= WHAT IS NEEDED =
Set out exactly every line of the entries below, starting at the line that holds "if let Some(category_id)" and stopping after the line that holds "as it is on".

Stored data
>>>>
impl TransactionStore for SQLiteTransactionStore {
    /// Create a new transaction in the database.
    ///
    /// The date defaults to today (UTC) and amounts are rounded to two
    /// decimal places before storage.
    ///
    /// # Errors
    /// This function will return an:
    /// - [Error::InvalidAmount] if the amount is not greater than zero,
    /// - [Error::CategoryNotFound] if `category_id` does not refer to an
    ///   existing category,
    /// - or [Error::SqlError] if there is some other SQL error.
    fn create(&mut self, new_transaction: NewTransaction) -> Result<Transaction, Error> {
        let amount_cents = money::to_cents(new_transaction.amount)?;

        let connection = self.connection.lock().unwrap();

        // Any existing category is accepted here, even one belonging to
        // another user; ownership only gates category mutation.
        if !Self::category_exists(&connection, new_transaction.category_id)? {
            return Err(Error::CategoryNotFound);
        }

        let date = new_transaction
            .date
            .unwrap_or_else(|| Utc::now().date_naive());

        let transaction = connection
            .prepare(
                "INSERT INTO \"transaction\"
                    (user_id, category_id, type, amount_cents, date, description,
                     account_type, created_at)
                 VALUES (?1, ?2, ?3, ?4, ?5, ?6, ?7, ?8)
                 RETURNING id, user_id, category_id, type, amount_cents, date, description,
                           account_type, created_at",
            )?
            .query_row(
                (
                    new_transaction.user_id.as_i64(),
                    new_transaction.category_id,
                    new_transaction.r#type,
                    amount_cents,
                    date,
                    &new_transaction.description,
                    &new_transaction.account_type,
                    Utc::now(),
                ),
                Self::map_row,
            )?;

        Ok(transaction)
    }

    fn get(&self, user_id: UserID, id: DatabaseID) -> Result<Transaction, Error> {
        let connection = self.connection.lock().unwrap();

        Self::get_owned(&connection, user_id, id)
    }

    /// Query for transactions in the database, newest first.
    ///
    /// Returns the page of matching transactions along with the total number
    /// of matches before `limit`/`offset` were applied.
    ///
    /// # Errors
    /// This function will return a [Error::SqlError] if there is a SQL error.
    fn get_query(&self, query: &TransactionQuery) -> Result<(Vec<Transaction>, u64), Error> {
        let connection = self.connection.lock().unwrap();

        let (where_clause, parameters) = Self::build_filter(query, "");

        let total_count: i64 = connection.query_row(
            &format!("SELECT COUNT(id) FROM \"transaction\" WHERE {where_clause}"),
            params_from_iter(parameters.iter()),
            |row| row.get(0),
        )?;

        let select_query = format!(
            "SELECT id, user_id, category_id, type, amount_cents, date, description,
                    account_type, created_at
             FROM \"transaction\"
             WHERE {where_clause}
             ORDER BY date DESC, created_at DESC, id DESC
             LIMIT {} OFFSET {}",
            query.limit, query.offset
        );

        let transactions = connection
            .prepare(&select_query)?
            .query_map(params_from_iter(parameters.iter()), Self::map_row)?
            .map(|maybe_transaction| maybe_transaction.map_err(Error::SqlError))
            .collect::<Result<Vec<_>, _>>()?;

        Ok((transactions, total_count as u64))
    }

    /// Update a transaction in the database.
    ///
    /// The read-modify-write runs inside a single SQL transaction.
    ///
    /// # Errors
    /// This function will return an:
    /// - [Error::TransactionNotFound] if `id` does not refer to a transaction
    ///   owned by `user_id`,
    /// - [Error::CategoryNotFound] if the patch points at a category that
    ///   does not exist,
    /// - [Error::InvalidAmount] if the patch carries a non-positive amount,
    /// - or [Error::SqlError] if there is some other SQL error.
    fn update(
        &mut self,
        user_id: UserID,
        id: DatabaseID,
        patch: TransactionPatch,
    ) -> Result<Transaction, Error> {
        let connection = self.connection.lock().unwrap();
        let sql_transaction = connection.unchecked_transaction()?;

        let mut transaction = Self::get_owned(&sql_transaction, user_id, id)?;

        if let Some(category_id) = patch.category_id {
            if category_id != transaction.category_id
                && !Self::category_exists(&sql_transaction, category_id)?
            {
                return Err(Error::CategoryNotFound);
            }

            transaction.category_id = category_id;
        }

        if let Some(r#type) = patch.r#type {
            transaction.r#type = r#type;
        }

        if let Some(amount) = patch.amount {
            // A non-positive amount is rejected here just as it is on
            // creation, rather than silently keeping the previous value.
            transaction.amount = money::from_cents(money::to_cents(amount)?);
        }

        if let Some(date) = patch.date {
            transaction.date = date;
        }

        if let Some(description) = patch.description {
            transaction.description = Some(description);
        }

        if let Some(account_type) = patch.account_type {
            transaction.account_type = account_type;
        }

        sql_transaction.execute(
            "UPDATE \"transaction\"
             SET category_id = ?1, type = ?2, amount_cents = ?3, date = ?4,
                 description = ?5, account_type = ?6
             WHERE id = ?7",
            (
                transaction.category_id,
                transaction.r#type,
                money::to_cents(transaction.amount)?,
                transaction.date,
                &transaction.description,
                &transaction.account_type,
                transaction.id,
            ),
        )?;

        sql_transaction.commit()?;

        Ok(transaction)
    }

    fn delete(&mut self, user_id: UserID, id: DatabaseID) -> Result<(), Error> {
        let rows_deleted = self.connection.lock().unwrap().execute(
            "DELETE FROM \"transaction\" WHERE id = ?1 AND user_id = ?2",
            (id, user_id.as_i64()),
        )?;

        if rows_deleted == 0 {
            return Err(Error::TransactionNotFound);
        }

        Ok(())
    }

    /// Aggregate a user's transactions over an optional inclusive date range.
    ///
    /// Totals and the per-category breakdown are summed as integer cents in
    /// SQL, so repeated aggregation of small amounts cannot drift the way
    /// binary floating-point sums would.
    ///
    /// # Errors
    /// This function will return a [Error::SqlError] if there is a SQL error.
    fn statistics(
        &self,
        user_id: UserID,
        date_from: Option<NaiveDate>,
        date_to: Option<NaiveDate>,
    ) -> Result<Statistics, Error> {
        let connection = self.connection.lock().unwrap();

        let range_query = TransactionQuery {
            user_id,
            r#type: None,
            category_id: None,
            date_from,
            date_to,
            limit: 0,
            offset: 0,
        };

        let (where_clause, parameters) = Self::build_filter(&range_query, "");

        let mut total_income_cents = 0i64;
        let mut total_expense_cents = 0i64;

        let totals_query = format!(
            "SELECT type, SUM(amount_cents) FROM \"transaction\"
             WHERE {where_clause} GROUP BY type"
        );
        let mut statement = connection.prepare(&totals_query)?;
        let mut rows = statement.query(params_from_iter(parameters.iter()))?;

        while let Some(row) = rows.next()? {
            let r#type: TransactionType = row.get(0)?;
            let cents: i64 = row.get(1)?;

            match r#type {
                TransactionType::Income => total_income_cents = cents,
                TransactionType::Expense => total_expense_cents = cents,
            }
        }

        drop(rows);
        drop(statement);

        let (join_where_clause, join_parameters) = Self::build_filter(&range_query, "t.");

        let breakdown_query = format!(
            "SELECT t.type, t.category_id, c.name, c.icon, c.color,
                    SUM(t.amount_cents), COUNT(t.id)
             FROM \"transaction\" t
             INNER JOIN category c ON c.id = t.category_id
             WHERE {join_where_clause}
             GROUP BY t.type, t.category_id
             ORDER BY SUM(t.amount_cents) DESC, t.category_id ASC, t.type ASC"
        );

        let category_stats = connection
            .prepare(&breakdown_query)?
            .query_map(params_from_iter(join_parameters.iter()), |row| {
                let total_cents: i64 = row.get(5)?;
                let count: i64 = row.get(6)?;

                Ok(CategoryStat {
                    r#type: row.get(0)?,
                    category_id: row.get(1)?,
                    name: row.get(2)?,
                    icon: row.get(3)?,
                    color: row.get(4)?,
                    total: money::from_cents(total_cents),
                    count: count as u64,
                })
            })?
            .map(|maybe_stat| maybe_stat.map_err(Error::SqlError))
            .collect::<Result<Vec<_>, _>>()?;

        let total_income = money::from_cents(total_income_cents);
        let total_expense = money::from_cents(total_expense_cents);

        Ok(Statistics {
            summary: Summary {
                total_income,
                total_expense,
                balance: total_income - total_expense,
            },
            category_stats,
        })
    }
}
<<<<
= ANSWER SECTION =
        if let Some(category_id) = patch.category_id {
            if category_id != transaction.category_id
                && !Self::category_exists(&sql_transaction, category_id)?
            {
                return Err(Error::CategoryNotFound);
            }

            transaction.category_id = category_id;
        }

        if let Some(r#type) = patch.r#type {
            transaction.r#type = r#type;
        }

        if let Some(amount) = patch.amount {
            // A non-positive amount is rejected here just as it is on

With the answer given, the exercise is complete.